Description of the task
For the listing below, output exactly the lines from the line with "not a class" up to and including the line with "fn parse_sample(path: &str, text: &str, numel: usize)", and no other lines.

= Beginning of Section =

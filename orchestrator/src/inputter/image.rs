use std::sync::Arc;

use log::{debug, info};
use machine_learning::{Mode, Tensor};
use ndarray::IxDyn;
use rand::{Rng, SeedableRng, rngs::StdRng};

use super::{
    DatasetInfo, Inputter, InputterArgs, Samples, StepBatches, read_dataset_file, resolve_seed,
    step_batches,
};
use crate::{
    config::InputterConfig,
    error::{OrchestratorError, Result},
};

/// Images stored as CSV rows of `height × width × depth` values followed by an integral label.
///
/// In infer mode every `test_samples` file holds the values of a single unlabeled image,
/// separated by commas or whitespace.
pub struct ImageClassificationCsv {
    args: InputterArgs,
    samples: Arc<Samples>,
    info: DatasetInfo,
    seed: u64,
}

impl ImageClassificationCsv {
    pub fn new(args: InputterArgs) -> Result<Self> {
        let config = &args.config;
        let shape = config.image_shape();
        let numel: usize = shape.iter().product();

        let samples = match config.general.mode {
            Mode::Train | Mode::Eval | Mode::Tune => {
                if config.dataset_meta.is_empty() {
                    return Err(OrchestratorError::DatasetUnavailable(
                        "no dataset_meta files configured".into(),
                    ));
                }

                let (mut inputs, mut labels) = (Vec::new(), Vec::new());
                for path in &config.dataset_meta {
                    let text = read_dataset_file(path)?;
                    let rows = parse_rows(path, &text, numel, &mut inputs, &mut labels)?;
                    debug!(rows = rows; "read {path}");
                }
                Samples::from_rows(&shape, inputs, Some(labels))?
            }
            Mode::Infer => {
                if config.test_samples.is_empty() {
                    return Err(OrchestratorError::DatasetUnavailable(
                        "no test_samples configured".into(),
                    ));
                }

                let mut inputs = Vec::with_capacity(config.test_samples.len() * numel);
                for path in &config.test_samples {
                    let text = read_dataset_file(path)?;
                    inputs.extend(parse_sample(path, &text, numel)?);
                }
                Samples::from_rows(&shape, inputs, None)?
            }
            Mode::Export => empty_samples(&shape)?,
        };

        let info = classification_info(config, &samples)?;
        info!(samples = info.num_samples, classes = info.num_classes; "loaded image dataset");

        Ok(Self {
            seed: resolve_seed(config),
            samples: Arc::new(samples),
            info,
            args,
        })
    }
}

impl Inputter for ImageClassificationCsv {
    fn name(&self) -> &str {
        "image_classification_csv"
    }

    fn config(&self) -> &InputterConfig {
        &self.args.config
    }

    fn dataset_info(&self) -> &DatasetInfo {
        &self.info
    }

    fn batches(&mut self) -> Result<StepBatches> {
        Ok(step_batches(&self.samples, &self.info, &self.args, self.seed))
    }
}

/// Seeded random images whose labels a linear model can learn.
///
/// Each label is the argmax of a fixed random projection of its image, so the task is
/// separable. `num_samples` defaults to 256 and `num_classes` to 2.
pub struct SyntheticClassification {
    args: InputterArgs,
    samples: Arc<Samples>,
    info: DatasetInfo,
    seed: u64,
}

impl SyntheticClassification {
    pub const DEFAULT_SAMPLES: usize = 256;
    pub const DEFAULT_CLASSES: usize = 2;

    pub fn new(args: InputterArgs) -> Result<Self> {
        let mut config = args.config.clone();
        let seed = resolve_seed(&config);
        let shape = config.image_shape();

        if config.num_classes == 0 {
            config.num_classes = Self::DEFAULT_CLASSES;
        }

        let samples = match config.general.mode {
            Mode::Export => empty_samples(&shape)?,
            mode => {
                let n = config.num_samples.unwrap_or(Self::DEFAULT_SAMPLES);
                synthesize(&shape, n, config.num_classes, seed, mode.has_labels())?
            }
        };

        let info = classification_info(&config, &samples)?;
        Ok(Self {
            args: InputterArgs {
                config,
                augmenter: args.augmenter,
            },
            samples: Arc::new(samples),
            info,
            seed,
        })
    }
}

impl Inputter for SyntheticClassification {
    fn name(&self) -> &str {
        "synthetic"
    }

    fn config(&self) -> &InputterConfig {
        &self.args.config
    }

    fn dataset_info(&self) -> &DatasetInfo {
        &self.info
    }

    fn batches(&mut self) -> Result<StepBatches> {
        Ok(step_batches(&self.samples, &self.info, &self.args, self.seed))
    }
}

fn synthesize(
    shape: &[usize],
    n: usize,
    classes: usize,
    seed: u64,
    labeled: bool,
) -> Result<Samples> {
    let mut rng = StdRng::seed_from_u64(seed);
    let numel: usize = shape.iter().product();

    let projection: Vec<f32> = (0..numel * classes)
        .map(|_| rng.random_range(-1.0..1.0))
        .collect();
    let inputs: Vec<f32> = (0..n * numel)
        .map(|_| rng.random_range(-1.0..1.0))
        .collect();

    let labels = labeled.then(|| {
        inputs
            .chunks(numel)
            .map(|x| {
                let scores = (0..classes).map(|c| {
                    x.iter()
                        .enumerate()
                        .map(|(i, v)| v * projection[i * classes + c])
                        .sum::<f32>()
                });
                scores
                    .enumerate()
                    .fold((0, f32::NEG_INFINITY), |(best, max), (c, s)| {
                        if s > max { (c, s) } else { (best, max) }
                    })
                    .0 as f32
            })
            .collect()
    });

    Samples::from_rows(shape, inputs, labels)
}

fn empty_samples(shape: &[usize]) -> Result<Samples> {
    let full: Vec<usize> = std::iter::once(0).chain(shape.iter().copied()).collect();
    Samples::new(Tensor::zeros(IxDyn(&full)), None)
}

/// Resolves the class count and names from the configuration and the labels.
fn classification_info(config: &InputterConfig, samples: &Samples) -> Result<DatasetInfo> {
    let from_labels = samples
        .labels()
        .map(|labels| labels.iter().fold(0, |m, &l| m.max(l as usize + 1)))
        .unwrap_or(0);

    let num_classes = match config.num_classes {
        0 if from_labels > 0 => from_labels,
        0 => config.class_names.len(),
        n => n,
    };

    if from_labels > num_classes {
        return Err(OrchestratorError::DatasetUnavailable(format!(
            "labels reach class {} but only {num_classes} classes are configured",
            from_labels - 1
        )));
    }

    let class_names = if config.class_names.is_empty() {
        (0..num_classes).map(|c| c.to_string()).collect()
    } else if config.class_names.len() == num_classes {
        config.class_names.clone()
    } else {
        return Err(OrchestratorError::Configuration(format!(
            "{} class names for {num_classes} classes",
            config.class_names.len()
        )));
    };

    Ok(DatasetInfo {
        num_samples: samples.len(),
        num_classes,
        class_names,
        items: Vec::new(),
        max_length: None,
        input_shape: samples.sample_shape().to_vec(),
    })
}

/// Appends every `values..., label` row of `text` and returns how many there were.
///
/// A first line that doesn't parse is taken as a header.
fn parse_rows(
    path: &str,
    text: &str,
    numel: usize,
    inputs: &mut Vec<f32>,
    labels: &mut Vec<f32>,
) -> Result<usize> {
    let mut rows = 0;

    for (i, line) in text.lines().enumerate() {
        let line = line.trim();
        if line.is_empty() {
            continue;
        }

        let values: std::result::Result<Vec<f32>, _> =
            line.split(',').map(|v| v.trim().parse::<f32>()).collect();
        let values = match values {
            Ok(values) => values,
            Err(_) if rows == 0 && i == 0 => continue,
            Err(e) => return Err(malformed(path, i, &e.to_string())),
        };

        if values.len() != numel + 1 {
            return Err(malformed(
                path,
                i,
                &format!("expected {} values and a label, got {} fields", numel, values.len()),
            ));
        }

        let label = values[numel];
        if label < 0. || label.fract() != 0. {
            return Err(malformed(path, i, &format!("label {label} is not a class index")));
        }

        inputs.extend_from_slice(&values[..numel]);
        labels.push(label);
        rows += 1;
    }

    Ok(rows)
}

fn parse_sample(path: &str, text: &str, numel: usize) -> Result<Vec<f32>> {
    let values = text
        .split(|c: char| c == ',' || c.is_whitespace())
        .filter(|v| !v.is_empty())
        .map(|v| v.parse::<f32>())
        .collect::<std::result::Result<Vec<f32>, _>>()
        .map_err(|e| malformed(path, 0, &e.to_string()))?;

    if values.len() != numel {
        return Err(malformed(
            path,
            0,
            &format!("expected {numel} values, got {}", values.len()),
        ));
    }

    Ok(values)
}

fn malformed(path: &str, line: usize, reason: &str) -> OrchestratorError {
    OrchestratorError::DatasetUnavailable(format!("{path}:{}: {reason}", line + 1))
}

#[cfg(test)]
mod tests {
    use std::{fs, num::NonZeroUsize};

    use super::*;
    use crate::config::Config;

    fn args(mode: Mode, configure: impl FnOnce(&mut InputterConfig)) -> InputterArgs {
        let mut config = InputterConfig {
            general: Config::new(mode, NonZeroUsize::new(2).unwrap(), NonZeroUsize::MIN),
            image_height: 2,
            image_width: 1,
            image_depth: 1,
            seed: Some(5),
            ..Default::default()
        };
        configure(&mut config);
        InputterArgs {
            config,
            augmenter: None,
        }
    }

    #[test]
    fn csv_rows_become_samples() {
        let dir = tempfile::tempdir().unwrap();
        let path = dir.path().join("train.csv");
        fs::write(&path, "a,b,label\n0.5,1.5,0\n2,3,2\n\n4,5,1\n").unwrap();
        let path = path.to_string_lossy().into_owned();

        let inputter =
            ImageClassificationCsv::new(args(Mode::Train, |c| c.dataset_meta = vec![path])).unwrap();

        let info = inputter.dataset_info();
        assert_eq!(info.num_samples, 3);
        assert_eq!(info.num_classes, 3);
        assert_eq!(info.class_names, vec!["0", "1", "2"]);
        assert_eq!(inputter.input_shape(), vec![2, 2, 1, 1]);
        assert_eq!(inputter.max_steps(), 1);
    }

    #[test]
    fn missing_file_is_unavailable() {
        let err = ImageClassificationCsv::new(args(Mode::Eval, |c| {
            c.dataset_meta = vec!["/nonexistent/eval.csv".into()]
        }))
        .err()
        .unwrap();

        assert!(matches!(err, OrchestratorError::DatasetUnavailable(msg) if msg.contains("eval.csv")));
    }

    #[test]
    fn wrong_field_count_is_reported_with_its_line() {
        let dir = tempfile::tempdir().unwrap();
        let path = dir.path().join("train.csv");
        fs::write(&path, "1,2,0\n1,0\n").unwrap();
        let path = path.to_string_lossy().into_owned();

        let err = ImageClassificationCsv::new(args(Mode::Train, |c| c.dataset_meta = vec![path]))
            .err()
            .unwrap();

        assert!(matches!(err, OrchestratorError::DatasetUnavailable(msg) if msg.contains(":2:")));
    }

    #[test]
    fn infer_reads_one_sample_per_file() {
        let dir = tempfile::tempdir().unwrap();
        let mut files = Vec::new();
        for (i, body) in ["1 2", "3,4\n", "5\n6"].iter().enumerate() {
            let path = dir.path().join(format!("{i}.txt"));
            fs::write(&path, body).unwrap();
            files.push(path.to_string_lossy().into_owned());
        }

        let mut inputter = ImageClassificationCsv::new(args(Mode::Infer, |c| {
            c.test_samples = files;
            c.class_names = vec!["cat".into(), "dog".into()];
        }))
        .unwrap();

        assert_eq!(inputter.dataset_info().num_classes, 2);
        let steps: Vec<_> = inputter.batches().unwrap().collect::<Result<_>>().unwrap();
        assert_eq!(steps.len(), 2);
        assert!(steps[0][0].labels.is_none());
        assert_eq!(steps[1][0].valid, 1);
        assert_eq!(steps[1][0].inputs.as_slice().unwrap(), &[5., 6., 0., 0.]);
    }

    #[test]
    fn synthetic_is_deterministic_per_seed() {
        let a = SyntheticClassification::new(args(Mode::Train, |c| c.num_samples = Some(16)))
            .unwrap();
        let b = SyntheticClassification::new(args(Mode::Train, |c| c.num_samples = Some(16)))
            .unwrap();

        assert_eq!(a.samples, b.samples);
        assert_eq!(a.dataset_info().num_classes, 2);
        assert!(a.samples.labels().unwrap().iter().all(|&l| l == 0. || l == 1.));
    }

    #[test]
    fn export_has_the_sample_shape_only() {
        let mut inputter = SyntheticClassification::new(args(Mode::Export, |_| {})).unwrap();

        assert_eq!(inputter.max_steps(), 1);
        let steps: Vec<_> = inputter.batches().unwrap().collect::<Result<_>>().unwrap();
        assert_eq!(steps[0][0].inputs.shape(), &[2, 2, 1, 1]);
    }
}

= End of Section =

Written answer
            return Err(malformed(path, i, &format!("label {label} is not a class index")));
        }

        inputs.extend_from_slice(&values[..numel]);
        labels.push(label);
        rows += 1;
    }

    Ok(rows)
}

fn parse_sample(path: &str, text: &str, numel: usize) -> Result<Vec<f32>> {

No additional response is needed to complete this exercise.